» **WHAT IS EXPECTED**: Produce the full set of records below once more, exactly as they stand.
** MATERIAL PROVIDED follows **
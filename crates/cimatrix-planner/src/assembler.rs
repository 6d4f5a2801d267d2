//! Matrix assembly across recipes and versions.

use crate::builder::MatrixBuilder;
use crate::changes::{self, ChangeSet};
use crate::selector::select_versions;
use crate::settings::GeneratorSettings;
use cimatrix_core::ports::{RecipeRepository, VersionControl};
use cimatrix_core::{
    BuildPolicy, Error, JobSpec, Matrix, MatrixJob, Platform, RecipeKind, RepositoryShape,
    Result,
};
use tracing::{debug, info, warn};

pub const RECIPES_DIR: &str = "recipes";

/// Stitches per-version matrices into the final job list.
pub struct MatrixAssembler<'a> {
    platform: Platform,
    settings: &'a GeneratorSettings,
    builder: MatrixBuilder<'a>,
    recipes: &'a dyn RecipeRepository,
    vcs: &'a dyn VersionControl,
    kind_override: Option<RecipeKind>,
    split: bool,
}

/// Where a multi-version recipe lives and how its jobs are labelled.
struct RecipeScope {
    /// Recipe root, relative to the repository root.
    dir: String,
    /// Catalog recipe name; `None` for a root-level recipe.
    name: Option<String>,
}

impl RecipeScope {
    fn path_filter(&self) -> Option<String> {
        self.name.as_ref().map(|_| format!("{}/", self.dir))
    }

    fn cwd(&self, folder: &str) -> String {
        match self.name {
            Some(_) => format!("{}/{}", self.dir, folder),
            None => folder.to_string(),
        }
    }

    fn job_name(&self, version: &str, job: &str) -> String {
        match &self.name {
            Some(recipe) => format!("{}/{} {}", recipe, version, job),
            None => format!("{} {}", version, job),
        }
    }
}

impl<'a> MatrixAssembler<'a> {
    pub fn new(
        platform: Platform,
        settings: &'a GeneratorSettings,
        builder: MatrixBuilder<'a>,
        recipes: &'a dyn RecipeRepository,
        vcs: &'a dyn VersionControl,
    ) -> Self {
        Self {
            platform,
            settings,
            builder,
            recipes,
            vcs,
            kind_override: None,
            split: false,
        }
    }

    /// Use `kind` for every recipe instead of detecting it.
    pub fn with_kind_override(mut self, kind: Option<RecipeKind>) -> Self {
        self.kind_override = kind;
        self
    }

    pub fn with_split(mut self, split: bool) -> Self {
        self.split = split;
        self
    }

    /// Assemble the final matrix for a repository of the given shape.
    pub fn assemble(&self, shape: RepositoryShape) -> Result<Matrix> {
        let matrix = match shape {
            RepositoryShape::SingleRecipeSingleVersion => self.single_version()?,
            RepositoryShape::SingleRecipeMultiVersion => {
                let changed = self.changed_paths()?;
                let scope = RecipeScope {
                    dir: ".".to_string(),
                    name: None,
                };
                self.multi_version(&scope, &changed)?
                    .ok_or_else(|| Error::InvalidConfig("missing config.yml".to_string()))?
            }
            RepositoryShape::Catalog => {
                let changed = self.changed_paths()?;
                let mut matrix = Vec::new();
                for name in self.recipes.list_recipes()? {
                    let scope = RecipeScope {
                        dir: format!("{}/{}", RECIPES_DIR, name),
                        name: Some(name),
                    };
                    match self.multi_version(&scope, &changed)? {
                        Some(jobs) => matrix.extend(jobs),
                        None => warn!(recipe = %scope.dir, "Skipping recipe without config.yml"),
                    }
                }
                matrix
            }
        };

        info!(shape = %shape, jobs = matrix.len(), "Assembled matrix");
        Ok(matrix)
    }

    fn single_version(&self) -> Result<Matrix> {
        let kind = self.kind_for(".")?;
        let version = self.resolve_recipe_version(".")?;

        let jobs = self
            .builder
            .build(self.platform, kind, BuildPolicy::Full, self.split)
            .into_iter()
            .map(|spec| MatrixJob {
                spec,
                cwd: "./".to_string(),
                recipe_version: version.clone(),
            })
            .collect();
        Ok(jobs)
    }

    /// Jobs for every selected version of one recipe, or `None` when the
    /// recipe has no `config.yml`.
    fn multi_version(&self, scope: &RecipeScope, changed: &[String]) -> Result<Option<Matrix>> {
        let Some(config) = self.recipes.read_version_config(&scope.dir)? else {
            return Ok(None);
        };

        let filter = scope.path_filter();
        let changes = ChangeSet::from_paths(changed, filter.as_deref());
        let selected = select_versions(
            &config,
            &changes,
            self.settings.explicit_version.as_deref(),
        )?;

        debug!(
            recipe = %scope.dir,
            declared = config.len(),
            selected = selected.len(),
            "Selected versions"
        );

        let mut matrix = Vec::new();
        for policy in selected {
            let recipe_dir = join(&scope.dir, &policy.folder);
            let kind = self.kind_for(&recipe_dir)?;
            let jobs = self
                .builder
                .build(self.platform, kind, policy.build_policy()?, self.split);

            info!(
                recipe = %scope.dir,
                version = %policy.version,
                build = %policy.build,
                jobs = jobs.len(),
                "Adding version"
            );

            matrix.extend(
                jobs.into_iter()
                    .map(|job| self.stamp(scope, &policy.version, &policy.folder, job)),
            );
        }

        Ok(Some(matrix))
    }

    fn stamp(&self, scope: &RecipeScope, version: &str, folder: &str, job: JobSpec) -> MatrixJob {
        let name = scope.job_name(version, &job.name);
        MatrixJob {
            spec: JobSpec { name, ..job },
            cwd: scope.cwd(folder),
            recipe_version: version.to_string(),
        }
    }

    fn kind_for(&self, dir: &str) -> Result<RecipeKind> {
        match self.kind_override {
            Some(kind) => Ok(kind),
            None => self.recipes.recipe_kind(dir),
        }
    }

    /// Changed file paths, skipped entirely when the CI pins a version.
    fn changed_paths(&self) -> Result<Vec<String>> {
        if let Some(version) = &self.settings.explicit_version {
            debug!(version = %version, "Explicit version set, not resolving changes");
            return Ok(Vec::new());
        }
        changes::changed_paths(self.vcs)
    }

    fn resolve_recipe_version(&self, dir: &str) -> Result<String> {
        if let Some(version) = &self.settings.recipe_version {
            return Ok(version.clone());
        }
        if let Some(version) = self.recipes.recipe_version(dir)? {
            return Ok(version);
        }
        self.settings
            .explicit_version
            .clone()
            .ok_or_else(|| Error::UnresolvedVersion(dir.to_string()))
    }
}

fn join(dir: &str, child: &str) -> String {
    if dir == "." || dir.is_empty() {
        child.to_string()
    } else {
        format!("{}/{}", dir, child)
    }
}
** End of MATERIAL PROVIDED **
» **ANSWER FOR THE TASK**:
filename crates/cimatrix-planner/src/assembler.rs
repository 6d4f5a2801d267d2
//! Matrix assembly across recipes and versions.

use crate::builder::MatrixBuilder;
use crate::changes::{self, ChangeSet};
use crate::selector::select_versions;
use crate::settings::GeneratorSettings;
use cimatrix_core::ports::{RecipeRepository, VersionControl};
use cimatrix_core::{
    BuildPolicy, Error, JobSpec, Matrix, MatrixJob, Platform, RecipeKind, RepositoryShape,
    Result,
};
use tracing::{debug, info, warn};

pub const RECIPES_DIR: &str = "recipes";

/// Stitches per-version matrices into the final job list.
pub struct MatrixAssembler<'a> {
    platform: Platform,
    settings: &'a GeneratorSettings,
    builder: MatrixBuilder<'a>,
    recipes: &'a dyn RecipeRepository,
    vcs: &'a dyn VersionControl,
    kind_override: Option<RecipeKind>,
    split: bool,
}

/// Where a multi-version recipe lives and how its jobs are labelled.
struct RecipeScope {
    /// Recipe root, relative to the repository root.
    dir: String,
    /// Catalog recipe name; `None` for a root-level recipe.
    name: Option<String>,
}

impl RecipeScope {
    fn path_filter(&self) -> Option<String> {
        self.name.as_ref().map(|_| format!("{}/", self.dir))
    }

    fn cwd(&self, folder: &str) -> String {
        match self.name {
            Some(_) => format!("{}/{}", self.dir, folder),
            None => folder.to_string(),
        }
    }

    fn job_name(&self, version: &str, job: &str) -> String {
        match &self.name {
            Some(recipe) => format!("{}/{} {}", recipe, version, job),
            None => format!("{} {}", version, job),
        }
    }
}

impl<'a> MatrixAssembler<'a> {
    pub fn new(
        platform: Platform,
        settings: &'a GeneratorSettings,
        builder: MatrixBuilder<'a>,
        recipes: &'a dyn RecipeRepository,
        vcs: &'a dyn VersionControl,
    ) -> Self {
        Self {
            platform,
            settings,
            builder,
            recipes,
            vcs,
            kind_override: None,
            split: false,
        }
    }

    /// Use `kind` for every recipe instead of detecting it.
    pub fn with_kind_override(mut self, kind: Option<RecipeKind>) -> Self {
        self.kind_override = kind;
        self
    }

    pub fn with_split(mut self, split: bool) -> Self {
        self.split = split;
        self
    }

    /// Assemble the final matrix for a repository of the given shape.
    pub fn assemble(&self, shape: RepositoryShape) -> Result<Matrix> {
        let matrix = match shape {
            RepositoryShape::SingleRecipeSingleVersion => self.single_version()?,
            RepositoryShape::SingleRecipeMultiVersion => {
                let changed = self.changed_paths()?;
                let scope = RecipeScope {
                    dir: ".".to_string(),
                    name: None,
                };
                self.multi_version(&scope, &changed)?
                    .ok_or_else(|| Error::InvalidConfig("missing config.yml".to_string()))?
            }
            RepositoryShape::Catalog => {
                let changed = self.changed_paths()?;
                let mut matrix = Vec::new();
                for name in self.recipes.list_recipes()? {
                    let scope = RecipeScope {
                        dir: format!("{}/{}", RECIPES_DIR, name),
                        name: Some(name),
                    };
                    match self.multi_version(&scope, &changed)? {
                        Some(jobs) => matrix.extend(jobs),
                        None => warn!(recipe = %scope.dir, "Skipping recipe without config.yml"),
                    }
                }
                matrix
            }
        };

        info!(shape = %shape, jobs = matrix.len(), "Assembled matrix");
        Ok(matrix)
    }

    fn single_version(&self) -> Result<Matrix> {
        let kind = self.kind_for(".")?;
        let version = self.resolve_recipe_version(".")?;

        let jobs = self
            .builder
            .build(self.platform, kind, BuildPolicy::Full, self.split)
            .into_iter()
            .map(|spec| MatrixJob {
                spec,
                cwd: "./".to_string(),
                recipe_version: version.clone(),
            })
            .collect();
        Ok(jobs)
    }

    /// Jobs for every selected version of one recipe, or `None` when the
    /// recipe has no `config.yml`.
    fn multi_version(&self, scope: &RecipeScope, changed: &[String]) -> Result<Option<Matrix>> {
        let Some(config) = self.recipes.read_version_config(&scope.dir)? else {
            return Ok(None);
        };

        let filter = scope.path_filter();
        let changes = ChangeSet::from_paths(changed, filter.as_deref());
        let selected = select_versions(
            &config,
            &changes,
            self.settings.explicit_version.as_deref(),
        )?;

        debug!(
            recipe = %scope.dir,
            declared = config.len(),
            selected = selected.len(),
            "Selected versions"
        );

        let mut matrix = Vec::new();
        for policy in selected {
            let recipe_dir = join(&scope.dir, &policy.folder);
            let kind = self.kind_for(&recipe_dir)?;
            let jobs = self
                .builder
                .build(self.platform, kind, policy.build_policy()?, self.split);

            info!(
                recipe = %scope.dir,
                version = %policy.version,
                build = %policy.build,
                jobs = jobs.len(),
                "Adding version"
            );

            matrix.extend(
                jobs.into_iter()
                    .map(|job| self.stamp(scope, &policy.version, &policy.folder, job)),
            );
        }

        Ok(Some(matrix))
    }

    fn stamp(&self, scope: &RecipeScope, version: &str, folder: &str, job: JobSpec) -> MatrixJob {
        let name = scope.job_name(version, &job.name);
        MatrixJob {
            spec: JobSpec { name, ..job },
            cwd: scope.cwd(folder),
            recipe_version: version.to_string(),
        }
    }

    fn kind_for(&self, dir: &str) -> Result<RecipeKind> {
        match self.kind_override {
            Some(kind) => Ok(kind),
            None => self.recipes.recipe_kind(dir),
        }
    }

    /// Changed file paths, skipped entirely when the CI pins a version.
    fn changed_paths(&self) -> Result<Vec<String>> {
        if let Some(version) = &self.settings.explicit_version {
            debug!(version = %version, "Explicit version set, not resolving changes");
            return Ok(Vec::new());
        }
        changes::changed_paths(self.vcs)
    }

    fn resolve_recipe_version(&self, dir: &str) -> Result<String> {
        if let Some(version) = &self.settings.recipe_version {
            return Ok(version.clone());
        }
        if let Some(version) = self.recipes.recipe_version(dir)? {
            return Ok(version);
        }
        self.settings
            .explicit_version
            .clone()
            .ok_or_else(|| Error::UnresolvedVersion(dir.to_string()))
    }
}

fn join(dir: &str, child: &str) -> String {
    if dir == "." || dir.is_empty() {
        child.to_string()
    } else {
        format!("{}/{}", dir, child)
    }
}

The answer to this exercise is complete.